Data excerpts

◆ ◆ ◆ ◆

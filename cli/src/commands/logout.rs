//! `bpack logout` command — Remove stored registry credentials.

use clap::Args;

use bpack_packager::CredentialStore;

#[derive(Args)]
pub struct LogoutArgs {
    /// Registry server (default: index.docker.io)
    pub server: Option<String>,
}

pub async fn execute(args: LogoutArgs) -> Result<(), Box<dyn std::error::Error>> {
    let server = args.server.unwrap_or_else(|| "index.docker.io".to_string());

    let store = CredentialStore::default_path()?;
    if store.remove(&server)? {
        println!("Removed login credentials for {}", server);
    } else {
        println!("Not logged in to {}", server);
    }

    Ok(())
}
use anyhow::Result;

#[cfg(feature = "cli")]
mod main {
    use super::*;
    use anyhow::{Context, bail};
    use clap::{Parser, Subcommand, ValueEnum};
    use vec4::Vec4d;

    #[derive(Debug, Parser)]
    #[command(about = "Evaluate four-component vector operations", long_about = None)]
    struct Cli {
        #[command(subcommand)]
        command: Command,
    }

    #[derive(Debug, Subcommand)]
    enum Command {
        /// Compute the length of a vector
        Length {
            /// The x, y, z and w components
            #[arg(num_args = 4, allow_negative_numbers = true, required = true)]
            components: Vec<f64>,
        },
        /// Normalize a vector
        Normalize {
            /// The x, y, z and w components
            #[arg(num_args = 4, allow_negative_numbers = true, required = true)]
            components: Vec<f64>,

            /// How to treat a vector of zero length
            #[arg(short, long, value_enum, default_value_t = NormalizationMode::Safe)]
            mode: NormalizationMode,
        },
        /// Compare two vectors within a tolerance
        Compare {
            /// The components of the reference vector
            #[arg(long, num_args = 4, allow_negative_numbers = true, required = true)]
            lhs: Vec<f64>,

            /// The components of the vector to compare against the reference
            #[arg(long, num_args = 4, allow_negative_numbers = true, required = true)]
            rhs: Vec<f64>,

            /// Maximum absolute difference per component
            #[arg(long, conflicts_with = "rel_error")]
            abs_error: Option<f64>,

            /// Maximum difference per component relative to the reference
            #[arg(long)]
            rel_error: Option<f64>,
        },
        /// Project a homogeneous vector to 3D by dividing by w
        Project {
            /// The x, y, z and w components
            #[arg(num_args = 4, allow_negative_numbers = true, required = true)]
            components: Vec<f64>,

            /// Fail instead of producing infinite components
            #[arg(short, long)]
            checked: bool,
        },
    }

    #[derive(Clone, Copy, Debug, ValueEnum)]
    enum NormalizationMode {
        /// Leave a zero vector unchanged
        Safe,
        /// Fail on a zero vector
        Checked,
        /// Skip the zero check
        NonNull,
    }

    pub fn main() -> Result<()> {
        env_logger::init();

        let cli = Cli::parse();
        log::debug!("Running command {:?}", cli.command);

        match cli.command {
            Command::Length { components } => {
                let vector = parse_vector(&components)?;
                if vector.uses_scaled_length() {
                    log::info!(
                        "Squared length {} is out of range, computing scaled length",
                        vector.length2()
                    );
                }
                println!("{}", vector.length());
            }
            Command::Normalize { components, mode } => {
                let vector = parse_vector(&components)?;
                let normalized = match mode {
                    NormalizationMode::Safe => vector.normalized(),
                    NormalizationMode::Checked => vector
                        .normalized_exc()
                        .with_context(|| format!("Failed to normalize {vector}"))?,
                    NormalizationMode::NonNull => vector.normalized_non_null(),
                };
                println!("{normalized}");
            }
            Command::Compare {
                lhs,
                rhs,
                abs_error,
                rel_error,
            } => {
                let lhs = parse_vector(&lhs)?;
                let rhs = parse_vector(&rhs)?;
                let equal = match (abs_error, rel_error) {
                    (Some(e), None) => lhs.equal_with_abs_error(&rhs, e),
                    (None, Some(e)) => lhs.equal_with_rel_error(&rhs, e),
                    (None, None) => lhs == rhs,
                    (Some(_), Some(_)) => {
                        bail!("Only one of --abs-error and --rel-error may be given")
                    }
                };
                println!("{equal}");
            }
            Command::Project {
                components,
                checked,
            } => {
                let vector = parse_vector(&components)?;
                let projected = if checked {
                    vector
                        .try_to_vec3()
                        .with_context(|| format!("Failed to project {vector}"))?
                } else {
                    vector.to_vec3()
                };
                println!("{projected}");
            }
        }

        Ok(())
    }

    fn parse_vector(components: &[f64]) -> Result<Vec4d> {
        let Ok(components) = <[f64; 4]>::try_from(components) else {
            bail!(
                "Expected 4 vector components, got {}",
                components.len()
            );
        };
        let vector = Vec4d::from(components);
        log::debug!("Parsed vector {vector}");
        Ok(vector)
    }
}

#[cfg(not(feature = "cli"))]
mod main {
    use super::*;

    pub fn main() -> Result<()> {
        anyhow::bail!("This binary requires the `cli` feature to be enabled.")
    }
}

fn main() -> Result<()> {
    main::main()
}
impl_binop_assign!(DivAssign, div_assign, [T: Scalar], Vec4<T>, T, |a, b| {
    *a = &*a / b;
});

impl_unary_op!(Neg, neg, [T: Scalar], Vec4<T>, Vec4<T>, |val| {
    val.mapped(|u| -u)
});

impl<T> Index<usize> for Vec4<T> {
    type Output = T;

    #[inline]
    fn index(&self, index: usize) -> &Self::Output {
        match index {
            0 => &self.x,
            1 => &self.y,
            2 => &self.z,
            3 => &self.w,
            _ => panic!("index {index} is out of bounds for a 4-dimensional vector"),
        }
    }
}

impl<T> IndexMut<usize> for Vec4<T> {
    #[inline]
    fn index_mut(&mut self, index: usize) -> &mut Self::Output {
        match index {
            0 => &mut self.x,
            1 => &mut self.y,
            2 => &mut self.z,
            3 => &mut self.w,
            _ => panic!("index {index} is out of bounds for a 4-dimensional vector"),
        }
    }
}

impl<T> AbsDiffEq for Vec4<T>
where
    T: Scalar + AbsDiffEq,
    T::Epsilon: Copy,
{
    type Epsilon = T::Epsilon;

    fn default_epsilon() -> Self::Epsilon {
        T::default_epsilon()
    }

    fn abs_diff_eq(&self, other: &Self, epsilon: Self::Epsilon) -> bool {
        (0..4).all(|i| self[i].abs_diff_eq(&other[i], epsilon))
    }
}

impl<T> RelativeEq for Vec4<T>
where
    T: Scalar + RelativeEq,
    T::Epsilon: Copy,
{
    fn default_max_relative() -> Self::Epsilon {
        T::default_max_relative()
    }

    fn relative_eq(
        &self,
        other: &Self,
        epsilon: Self::Epsilon,
        max_relative: Self::Epsilon,
    ) -> bool {
        (0..4).all(|i| self[i].relative_eq(&other[i], epsilon, max_relative))
    }
}

impl<T: fmt::Debug> fmt::Debug for Vec4<T> {
    fn fmt(&self, f: &mut fmt::Formatter<'_>) -> fmt::Result {
        f.debug_struct("Vec4")
            .field("x", &self.x)
            .field("y", &self.y)
            .field("z", &self.z)
            .field("w", &self.w)
            .finish()
    }
}

impl<T: fmt::Display> fmt::Display for Vec4<T> {
    fn fmt(&self, f: &mut fmt::Formatter<'_>) -> fmt::Result {
        write!(f, "({} {} {} {})", self.x, self.y, self.z, self.w)
    }
}

// SAFETY: `Vec4` is `repr(C)` with four fields of type `T`, so it has no
// padding and any bit pattern valid for `T` is valid for each field.
unsafe impl<T: Zeroable> Zeroable for Vec4<T> {}
unsafe impl<T: Pod> Pod for Vec4<T> {}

◆ ◆ ◆ ◆

Using the entries above, output exactly the lines between the line holding "self[i].relative_eq(&other[i], epsilon, max_relative))" and the line holding "impl<T: fmt::Display> fmt::Display", end lines included, and nothing more.

__Result of the exercise__.
        (0..4).all(|i| self[i].relative_eq(&other[i], epsilon, max_relative))
    }
}

impl<T: fmt::Debug> fmt::Debug for Vec4<T> {
    fn fmt(&self, f: &mut fmt::Formatter<'_>) -> fmt::Result {
        f.debug_struct("Vec4")
            .field("x", &self.x)
            .field("y", &self.y)
            .field("z", &self.z)
            .field("w", &self.w)
            .finish()
    }
}

impl<T: fmt::Display> fmt::Display for Vec4<T> {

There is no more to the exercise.